All entries must be transcribed without a single difference.

_Records to process_
· · · ·

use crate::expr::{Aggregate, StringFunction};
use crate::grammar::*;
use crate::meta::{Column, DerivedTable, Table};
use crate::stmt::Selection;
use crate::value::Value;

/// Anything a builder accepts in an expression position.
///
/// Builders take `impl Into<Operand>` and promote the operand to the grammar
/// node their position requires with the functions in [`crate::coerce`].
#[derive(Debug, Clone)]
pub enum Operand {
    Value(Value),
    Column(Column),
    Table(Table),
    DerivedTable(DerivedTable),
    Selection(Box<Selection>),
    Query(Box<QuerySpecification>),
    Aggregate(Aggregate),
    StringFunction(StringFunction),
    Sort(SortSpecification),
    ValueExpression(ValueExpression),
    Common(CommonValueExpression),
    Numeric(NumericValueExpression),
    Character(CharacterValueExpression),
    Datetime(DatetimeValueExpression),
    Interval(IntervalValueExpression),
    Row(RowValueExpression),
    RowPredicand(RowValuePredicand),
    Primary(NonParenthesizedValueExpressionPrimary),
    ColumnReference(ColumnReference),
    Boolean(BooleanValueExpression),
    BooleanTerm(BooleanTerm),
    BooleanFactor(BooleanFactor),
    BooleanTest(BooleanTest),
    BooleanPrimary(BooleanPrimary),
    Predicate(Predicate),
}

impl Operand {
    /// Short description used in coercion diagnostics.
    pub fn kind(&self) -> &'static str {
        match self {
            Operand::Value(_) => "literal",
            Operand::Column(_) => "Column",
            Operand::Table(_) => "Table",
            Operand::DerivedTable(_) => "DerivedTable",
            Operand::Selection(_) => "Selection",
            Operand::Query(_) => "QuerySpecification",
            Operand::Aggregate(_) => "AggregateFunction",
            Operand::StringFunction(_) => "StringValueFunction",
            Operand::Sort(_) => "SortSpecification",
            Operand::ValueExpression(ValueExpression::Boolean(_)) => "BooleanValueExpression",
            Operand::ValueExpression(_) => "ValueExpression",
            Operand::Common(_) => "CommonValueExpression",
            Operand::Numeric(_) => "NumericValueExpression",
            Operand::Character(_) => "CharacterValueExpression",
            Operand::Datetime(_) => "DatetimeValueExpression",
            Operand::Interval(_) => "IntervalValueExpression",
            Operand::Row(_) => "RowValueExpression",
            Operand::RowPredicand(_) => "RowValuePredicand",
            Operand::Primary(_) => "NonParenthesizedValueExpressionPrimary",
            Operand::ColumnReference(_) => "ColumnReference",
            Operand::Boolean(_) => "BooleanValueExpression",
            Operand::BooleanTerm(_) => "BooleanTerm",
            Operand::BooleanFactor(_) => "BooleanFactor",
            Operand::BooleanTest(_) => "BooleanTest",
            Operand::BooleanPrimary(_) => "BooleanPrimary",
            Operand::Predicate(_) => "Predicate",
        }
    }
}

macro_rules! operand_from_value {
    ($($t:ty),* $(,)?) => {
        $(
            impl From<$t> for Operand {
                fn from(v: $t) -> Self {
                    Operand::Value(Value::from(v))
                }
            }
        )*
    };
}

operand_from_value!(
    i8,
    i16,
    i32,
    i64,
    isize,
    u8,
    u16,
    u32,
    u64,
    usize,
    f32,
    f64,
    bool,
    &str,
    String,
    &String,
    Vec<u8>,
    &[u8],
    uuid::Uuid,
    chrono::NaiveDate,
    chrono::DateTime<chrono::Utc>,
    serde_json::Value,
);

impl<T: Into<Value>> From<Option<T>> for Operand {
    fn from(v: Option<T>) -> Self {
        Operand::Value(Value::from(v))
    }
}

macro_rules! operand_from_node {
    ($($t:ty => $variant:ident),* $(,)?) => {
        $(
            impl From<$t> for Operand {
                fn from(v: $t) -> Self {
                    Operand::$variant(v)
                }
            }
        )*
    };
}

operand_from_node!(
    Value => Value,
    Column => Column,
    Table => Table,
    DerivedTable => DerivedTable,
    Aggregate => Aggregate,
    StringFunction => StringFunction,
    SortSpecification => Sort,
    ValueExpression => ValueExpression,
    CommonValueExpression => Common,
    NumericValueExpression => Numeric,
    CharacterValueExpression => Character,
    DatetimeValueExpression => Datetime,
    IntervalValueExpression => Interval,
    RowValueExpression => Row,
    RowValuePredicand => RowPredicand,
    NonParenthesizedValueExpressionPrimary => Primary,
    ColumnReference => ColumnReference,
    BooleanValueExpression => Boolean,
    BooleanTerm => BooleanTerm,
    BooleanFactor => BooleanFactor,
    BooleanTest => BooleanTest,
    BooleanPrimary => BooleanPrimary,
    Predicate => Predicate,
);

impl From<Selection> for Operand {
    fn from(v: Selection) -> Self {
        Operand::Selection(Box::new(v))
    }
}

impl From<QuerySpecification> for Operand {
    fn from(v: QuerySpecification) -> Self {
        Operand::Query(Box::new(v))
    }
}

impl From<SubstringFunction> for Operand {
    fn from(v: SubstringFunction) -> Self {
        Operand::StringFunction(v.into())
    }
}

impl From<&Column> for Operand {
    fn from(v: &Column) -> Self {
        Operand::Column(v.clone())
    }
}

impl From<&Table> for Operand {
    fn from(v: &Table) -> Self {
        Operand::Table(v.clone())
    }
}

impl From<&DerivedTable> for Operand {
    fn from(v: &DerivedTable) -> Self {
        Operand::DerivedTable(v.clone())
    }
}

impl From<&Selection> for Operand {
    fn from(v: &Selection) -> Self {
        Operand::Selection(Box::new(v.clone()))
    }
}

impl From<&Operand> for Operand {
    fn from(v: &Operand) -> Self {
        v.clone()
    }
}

· · · ·

_Finished exercise_
use crate::expr::{Aggregate, StringFunction};
use crate::grammar::*;
use crate::meta::{Column, DerivedTable, Table};
use crate::stmt::Selection;
use crate::value::Value;

/// Anything a builder accepts in an expression position.
///
/// Builders take `impl Into<Operand>` and promote the operand to the grammar
/// node their position requires with the functions in [`crate::coerce`].
#[derive(Debug, Clone)]
pub enum Operand {
    Value(Value),
    Column(Column),
    Table(Table),
    DerivedTable(DerivedTable),
    Selection(Box<Selection>),
    Query(Box<QuerySpecification>),
    Aggregate(Aggregate),
    StringFunction(StringFunction),
    Sort(SortSpecification),
    ValueExpression(ValueExpression),
    Common(CommonValueExpression),
    Numeric(NumericValueExpression),
    Character(CharacterValueExpression),
    Datetime(DatetimeValueExpression),
    Interval(IntervalValueExpression),
    Row(RowValueExpression),
    RowPredicand(RowValuePredicand),
    Primary(NonParenthesizedValueExpressionPrimary),
    ColumnReference(ColumnReference),
    Boolean(BooleanValueExpression),
    BooleanTerm(BooleanTerm),
    BooleanFactor(BooleanFactor),
    BooleanTest(BooleanTest),
    BooleanPrimary(BooleanPrimary),
    Predicate(Predicate),
}

impl Operand {
    /// Short description used in coercion diagnostics.
    pub fn kind(&self) -> &'static str {
        match self {
            Operand::Value(_) => "literal",
            Operand::Column(_) => "Column",
            Operand::Table(_) => "Table",
            Operand::DerivedTable(_) => "DerivedTable",
            Operand::Selection(_) => "Selection",
            Operand::Query(_) => "QuerySpecification",
            Operand::Aggregate(_) => "AggregateFunction",
            Operand::StringFunction(_) => "StringValueFunction",
            Operand::Sort(_) => "SortSpecification",
            Operand::ValueExpression(ValueExpression::Boolean(_)) => "BooleanValueExpression",
            Operand::ValueExpression(_) => "ValueExpression",
            Operand::Common(_) => "CommonValueExpression",
            Operand::Numeric(_) => "NumericValueExpression",
            Operand::Character(_) => "CharacterValueExpression",
            Operand::Datetime(_) => "DatetimeValueExpression",
            Operand::Interval(_) => "IntervalValueExpression",
            Operand::Row(_) => "RowValueExpression",
            Operand::RowPredicand(_) => "RowValuePredicand",
            Operand::Primary(_) => "NonParenthesizedValueExpressionPrimary",
            Operand::ColumnReference(_) => "ColumnReference",
            Operand::Boolean(_) => "BooleanValueExpression",
            Operand::BooleanTerm(_) => "BooleanTerm",
            Operand::BooleanFactor(_) => "BooleanFactor",
            Operand::BooleanTest(_) => "BooleanTest",
            Operand::BooleanPrimary(_) => "BooleanPrimary",
            Operand::Predicate(_) => "Predicate",
        }
    }
}

macro_rules! operand_from_value {
    ($($t:ty),* $(,)?) => {
        $(
            impl From<$t> for Operand {
                fn from(v: $t) -> Self {
                    Operand::Value(Value::from(v))
                }
            }
        )*
    };
}

operand_from_value!(
    i8,
    i16,
    i32,
    i64,
    isize,
    u8,
    u16,
    u32,
    u64,
    usize,
    f32,
    f64,
    bool,
    &str,
    String,
    &String,
    Vec<u8>,
    &[u8],
    uuid::Uuid,
    chrono::NaiveDate,
    chrono::DateTime<chrono::Utc>,
    serde_json::Value,
);

impl<T: Into<Value>> From<Option<T>> for Operand {
    fn from(v: Option<T>) -> Self {
        Operand::Value(Value::from(v))
    }
}

macro_rules! operand_from_node {
    ($($t:ty => $variant:ident),* $(,)?) => {
        $(
            impl From<$t> for Operand {
                fn from(v: $t) -> Self {
                    Operand::$variant(v)
                }
            }
        )*
    };
}

operand_from_node!(
    Value => Value,
    Column => Column,
    Table => Table,
    DerivedTable => DerivedTable,
    Aggregate => Aggregate,
    StringFunction => StringFunction,
    SortSpecification => Sort,
    ValueExpression => ValueExpression,
    CommonValueExpression => Common,
    NumericValueExpression => Numeric,
    CharacterValueExpression => Character,
    DatetimeValueExpression => Datetime,
    IntervalValueExpression => Interval,
    RowValueExpression => Row,
    RowValuePredicand => RowPredicand,
    NonParenthesizedValueExpressionPrimary => Primary,
    ColumnReference => ColumnReference,
    BooleanValueExpression => Boolean,
    BooleanTerm => BooleanTerm,
    BooleanFactor => BooleanFactor,
    BooleanTest => BooleanTest,
    BooleanPrimary => BooleanPrimary,
    Predicate => Predicate,
);

impl From<Selection> for Operand {
    fn from(v: Selection) -> Self {
        Operand::Selection(Box::new(v))
    }
}

impl From<QuerySpecification> for Operand {
    fn from(v: QuerySpecification) -> Self {
        Operand::Query(Box::new(v))
    }
}

impl From<SubstringFunction> for Operand {
    fn from(v: SubstringFunction) -> Self {
        Operand::StringFunction(v.into())
    }
}

impl From<&Column> for Operand {
    fn from(v: &Column) -> Self {
        Operand::Column(v.clone())
    }
}

impl From<&Table> for Operand {
    fn from(v: &Table) -> Self {
        Operand::Table(v.clone())
    }
}

impl From<&DerivedTable> for Operand {
    fn from(v: &DerivedTable) -> Self {
        Operand::DerivedTable(v.clone())
    }
}

impl From<&Selection> for Operand {
    fn from(v: &Selection) -> Self {
        Operand::Selection(Box::new(v.clone()))
    }
}

impl From<&Operand> for Operand {
    fn from(v: &Operand) -> Self {
        v.clone()
    }
}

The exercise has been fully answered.